What the exercise asks
Where a line of the entries holds the string "unix", copy that line.

Exercise data
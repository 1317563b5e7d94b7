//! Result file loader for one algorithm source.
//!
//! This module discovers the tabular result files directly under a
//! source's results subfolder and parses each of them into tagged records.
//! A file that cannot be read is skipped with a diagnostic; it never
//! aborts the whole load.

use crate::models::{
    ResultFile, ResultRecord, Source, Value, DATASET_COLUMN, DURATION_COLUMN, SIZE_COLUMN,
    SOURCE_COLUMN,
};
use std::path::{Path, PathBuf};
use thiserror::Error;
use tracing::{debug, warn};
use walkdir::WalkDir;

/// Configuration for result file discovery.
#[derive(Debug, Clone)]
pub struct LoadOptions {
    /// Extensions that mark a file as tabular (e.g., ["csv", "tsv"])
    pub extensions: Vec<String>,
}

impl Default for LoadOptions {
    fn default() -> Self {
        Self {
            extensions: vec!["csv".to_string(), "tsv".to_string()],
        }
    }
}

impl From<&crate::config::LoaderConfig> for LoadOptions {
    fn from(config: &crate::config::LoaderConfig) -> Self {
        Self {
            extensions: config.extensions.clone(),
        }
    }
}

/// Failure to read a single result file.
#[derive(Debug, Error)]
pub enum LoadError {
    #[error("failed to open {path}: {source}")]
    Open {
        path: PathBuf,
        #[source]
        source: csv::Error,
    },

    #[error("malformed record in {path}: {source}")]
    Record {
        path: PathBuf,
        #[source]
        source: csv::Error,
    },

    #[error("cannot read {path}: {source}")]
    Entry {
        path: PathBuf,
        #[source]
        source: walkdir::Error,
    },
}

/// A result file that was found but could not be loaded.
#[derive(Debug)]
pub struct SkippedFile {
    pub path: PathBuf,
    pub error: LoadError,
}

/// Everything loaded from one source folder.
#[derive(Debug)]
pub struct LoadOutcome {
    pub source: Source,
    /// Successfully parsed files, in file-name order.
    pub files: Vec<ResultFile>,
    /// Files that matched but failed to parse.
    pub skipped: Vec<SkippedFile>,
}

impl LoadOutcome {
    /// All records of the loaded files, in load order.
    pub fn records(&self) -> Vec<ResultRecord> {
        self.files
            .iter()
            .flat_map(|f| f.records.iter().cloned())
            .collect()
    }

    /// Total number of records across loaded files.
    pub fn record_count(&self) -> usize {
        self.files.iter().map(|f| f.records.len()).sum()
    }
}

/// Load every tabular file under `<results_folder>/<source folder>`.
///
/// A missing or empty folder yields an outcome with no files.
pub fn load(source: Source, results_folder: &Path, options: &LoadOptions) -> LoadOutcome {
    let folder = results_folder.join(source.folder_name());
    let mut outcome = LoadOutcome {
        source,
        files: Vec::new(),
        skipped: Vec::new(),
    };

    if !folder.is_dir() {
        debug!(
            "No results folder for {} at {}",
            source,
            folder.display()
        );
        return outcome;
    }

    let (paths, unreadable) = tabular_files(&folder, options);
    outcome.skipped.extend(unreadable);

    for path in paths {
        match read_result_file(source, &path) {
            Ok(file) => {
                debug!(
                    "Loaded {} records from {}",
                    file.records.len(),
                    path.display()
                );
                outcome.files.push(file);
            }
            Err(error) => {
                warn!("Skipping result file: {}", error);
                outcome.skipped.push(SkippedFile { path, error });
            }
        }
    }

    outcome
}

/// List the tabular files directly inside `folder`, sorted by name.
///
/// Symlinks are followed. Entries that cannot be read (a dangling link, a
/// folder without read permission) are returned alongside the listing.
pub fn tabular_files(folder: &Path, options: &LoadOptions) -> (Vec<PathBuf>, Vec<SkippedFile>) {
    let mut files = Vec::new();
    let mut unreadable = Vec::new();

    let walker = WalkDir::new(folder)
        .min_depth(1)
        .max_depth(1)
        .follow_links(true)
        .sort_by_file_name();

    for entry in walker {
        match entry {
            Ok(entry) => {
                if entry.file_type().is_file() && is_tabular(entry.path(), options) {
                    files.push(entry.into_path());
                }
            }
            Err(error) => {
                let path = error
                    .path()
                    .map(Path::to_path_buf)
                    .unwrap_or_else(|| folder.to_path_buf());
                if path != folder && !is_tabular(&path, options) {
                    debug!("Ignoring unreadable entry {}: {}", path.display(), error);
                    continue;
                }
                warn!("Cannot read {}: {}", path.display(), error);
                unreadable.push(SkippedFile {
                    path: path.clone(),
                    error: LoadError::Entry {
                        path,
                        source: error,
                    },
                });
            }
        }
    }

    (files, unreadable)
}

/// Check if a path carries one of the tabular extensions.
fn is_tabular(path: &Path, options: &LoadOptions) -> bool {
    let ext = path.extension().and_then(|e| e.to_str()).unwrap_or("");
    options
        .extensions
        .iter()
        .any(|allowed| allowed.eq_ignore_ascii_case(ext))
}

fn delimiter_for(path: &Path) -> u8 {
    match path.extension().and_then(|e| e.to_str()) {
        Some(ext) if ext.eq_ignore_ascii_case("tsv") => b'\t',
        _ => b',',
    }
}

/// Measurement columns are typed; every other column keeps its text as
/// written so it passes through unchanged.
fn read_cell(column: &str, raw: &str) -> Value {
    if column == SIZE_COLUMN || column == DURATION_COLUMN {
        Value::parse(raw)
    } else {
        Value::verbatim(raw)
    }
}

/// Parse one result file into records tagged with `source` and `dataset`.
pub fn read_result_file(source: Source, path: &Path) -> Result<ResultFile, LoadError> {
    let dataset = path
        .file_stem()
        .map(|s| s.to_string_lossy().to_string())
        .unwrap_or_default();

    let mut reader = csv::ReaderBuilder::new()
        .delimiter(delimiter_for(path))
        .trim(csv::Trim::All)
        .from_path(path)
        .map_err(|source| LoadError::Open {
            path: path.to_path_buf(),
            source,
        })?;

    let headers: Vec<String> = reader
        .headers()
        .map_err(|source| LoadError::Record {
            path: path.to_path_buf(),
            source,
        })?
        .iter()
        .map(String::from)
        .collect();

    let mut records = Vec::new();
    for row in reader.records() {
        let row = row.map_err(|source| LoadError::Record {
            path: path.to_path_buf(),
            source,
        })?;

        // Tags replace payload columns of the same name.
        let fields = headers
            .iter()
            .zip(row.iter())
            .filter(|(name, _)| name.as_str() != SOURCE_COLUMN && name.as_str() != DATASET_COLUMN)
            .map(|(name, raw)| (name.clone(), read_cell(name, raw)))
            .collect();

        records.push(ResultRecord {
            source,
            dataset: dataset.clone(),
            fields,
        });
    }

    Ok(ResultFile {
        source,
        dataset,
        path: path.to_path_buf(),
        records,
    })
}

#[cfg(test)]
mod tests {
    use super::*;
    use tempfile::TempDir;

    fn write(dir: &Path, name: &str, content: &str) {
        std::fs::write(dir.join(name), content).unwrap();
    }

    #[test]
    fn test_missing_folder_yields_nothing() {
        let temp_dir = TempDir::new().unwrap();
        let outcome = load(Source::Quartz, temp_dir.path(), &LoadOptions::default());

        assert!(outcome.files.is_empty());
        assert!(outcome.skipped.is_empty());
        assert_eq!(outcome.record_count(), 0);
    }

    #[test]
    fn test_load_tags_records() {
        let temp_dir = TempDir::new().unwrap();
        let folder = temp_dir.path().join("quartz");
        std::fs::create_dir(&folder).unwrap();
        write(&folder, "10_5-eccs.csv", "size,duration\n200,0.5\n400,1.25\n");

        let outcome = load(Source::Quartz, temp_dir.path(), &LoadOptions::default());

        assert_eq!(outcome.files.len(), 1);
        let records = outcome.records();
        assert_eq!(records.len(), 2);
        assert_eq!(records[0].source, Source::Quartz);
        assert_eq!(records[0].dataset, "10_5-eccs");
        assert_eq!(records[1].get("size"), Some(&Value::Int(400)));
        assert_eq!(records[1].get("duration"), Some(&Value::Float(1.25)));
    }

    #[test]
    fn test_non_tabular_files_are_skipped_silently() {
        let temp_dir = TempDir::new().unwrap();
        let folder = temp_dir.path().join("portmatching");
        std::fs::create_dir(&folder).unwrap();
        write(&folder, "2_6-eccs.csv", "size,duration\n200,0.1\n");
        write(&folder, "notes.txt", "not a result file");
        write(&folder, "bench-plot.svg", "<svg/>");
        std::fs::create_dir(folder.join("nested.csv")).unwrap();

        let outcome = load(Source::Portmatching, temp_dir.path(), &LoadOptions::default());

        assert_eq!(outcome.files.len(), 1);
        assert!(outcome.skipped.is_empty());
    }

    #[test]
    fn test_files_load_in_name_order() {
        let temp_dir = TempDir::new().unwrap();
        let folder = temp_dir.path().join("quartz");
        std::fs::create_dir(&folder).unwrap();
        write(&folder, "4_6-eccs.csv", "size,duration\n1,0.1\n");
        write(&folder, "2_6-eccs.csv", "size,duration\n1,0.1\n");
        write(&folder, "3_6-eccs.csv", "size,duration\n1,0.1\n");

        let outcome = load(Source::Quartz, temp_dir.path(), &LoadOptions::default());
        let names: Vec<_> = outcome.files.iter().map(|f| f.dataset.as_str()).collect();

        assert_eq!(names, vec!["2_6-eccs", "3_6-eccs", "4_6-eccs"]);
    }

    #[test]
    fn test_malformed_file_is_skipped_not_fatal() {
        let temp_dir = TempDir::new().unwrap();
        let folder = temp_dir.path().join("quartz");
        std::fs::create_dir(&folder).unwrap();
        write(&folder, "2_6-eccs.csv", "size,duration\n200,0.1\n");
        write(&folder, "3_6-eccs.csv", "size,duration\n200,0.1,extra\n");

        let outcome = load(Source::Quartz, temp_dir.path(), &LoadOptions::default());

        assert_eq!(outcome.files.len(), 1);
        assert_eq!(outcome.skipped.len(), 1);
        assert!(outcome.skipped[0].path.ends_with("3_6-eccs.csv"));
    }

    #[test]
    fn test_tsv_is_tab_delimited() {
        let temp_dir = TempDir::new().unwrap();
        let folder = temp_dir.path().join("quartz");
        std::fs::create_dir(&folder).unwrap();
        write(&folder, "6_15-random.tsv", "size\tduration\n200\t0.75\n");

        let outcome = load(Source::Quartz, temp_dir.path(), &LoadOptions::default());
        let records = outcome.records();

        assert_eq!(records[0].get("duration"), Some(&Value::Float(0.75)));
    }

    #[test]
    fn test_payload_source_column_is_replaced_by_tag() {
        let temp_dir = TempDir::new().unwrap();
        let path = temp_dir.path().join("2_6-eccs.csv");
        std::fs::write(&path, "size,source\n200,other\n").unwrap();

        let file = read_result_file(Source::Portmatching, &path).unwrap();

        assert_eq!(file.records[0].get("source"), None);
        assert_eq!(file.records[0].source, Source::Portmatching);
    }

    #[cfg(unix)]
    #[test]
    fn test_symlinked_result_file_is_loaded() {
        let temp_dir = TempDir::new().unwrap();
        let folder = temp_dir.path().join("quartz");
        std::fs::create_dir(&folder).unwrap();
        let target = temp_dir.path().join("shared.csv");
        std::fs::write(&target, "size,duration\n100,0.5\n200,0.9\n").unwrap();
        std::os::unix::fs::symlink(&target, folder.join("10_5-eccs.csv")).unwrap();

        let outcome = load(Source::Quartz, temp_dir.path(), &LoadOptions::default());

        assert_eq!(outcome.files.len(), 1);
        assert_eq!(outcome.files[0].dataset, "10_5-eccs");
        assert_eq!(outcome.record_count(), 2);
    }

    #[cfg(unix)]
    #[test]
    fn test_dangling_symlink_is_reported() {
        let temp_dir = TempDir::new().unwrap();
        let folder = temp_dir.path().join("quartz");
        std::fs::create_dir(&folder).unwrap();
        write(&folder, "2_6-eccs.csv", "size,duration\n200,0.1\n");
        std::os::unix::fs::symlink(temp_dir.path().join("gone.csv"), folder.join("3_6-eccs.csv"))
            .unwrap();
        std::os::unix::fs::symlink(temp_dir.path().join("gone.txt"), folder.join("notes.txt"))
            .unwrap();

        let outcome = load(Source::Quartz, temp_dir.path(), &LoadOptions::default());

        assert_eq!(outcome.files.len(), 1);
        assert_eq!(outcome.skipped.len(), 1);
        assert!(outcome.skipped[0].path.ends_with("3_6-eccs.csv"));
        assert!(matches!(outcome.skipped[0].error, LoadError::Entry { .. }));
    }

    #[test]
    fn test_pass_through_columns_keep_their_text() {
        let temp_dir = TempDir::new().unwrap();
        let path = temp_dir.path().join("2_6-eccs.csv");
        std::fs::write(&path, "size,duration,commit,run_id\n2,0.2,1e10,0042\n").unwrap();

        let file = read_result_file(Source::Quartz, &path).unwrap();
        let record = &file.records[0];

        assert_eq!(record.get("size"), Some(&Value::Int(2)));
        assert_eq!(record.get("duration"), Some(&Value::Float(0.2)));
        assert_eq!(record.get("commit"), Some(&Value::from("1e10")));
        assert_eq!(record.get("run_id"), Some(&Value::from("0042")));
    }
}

Output
    #[cfg(unix)]
        std::os::unix::fs::symlink(&target, folder.join("10_5-eccs.csv")).unwrap();
    #[cfg(unix)]
        std::os::unix::fs::symlink(temp_dir.path().join("gone.csv"), folder.join("3_6-eccs.csv"))
        std::os::unix::fs::symlink(temp_dir.path().join("gone.txt"), folder.join("notes.txt"))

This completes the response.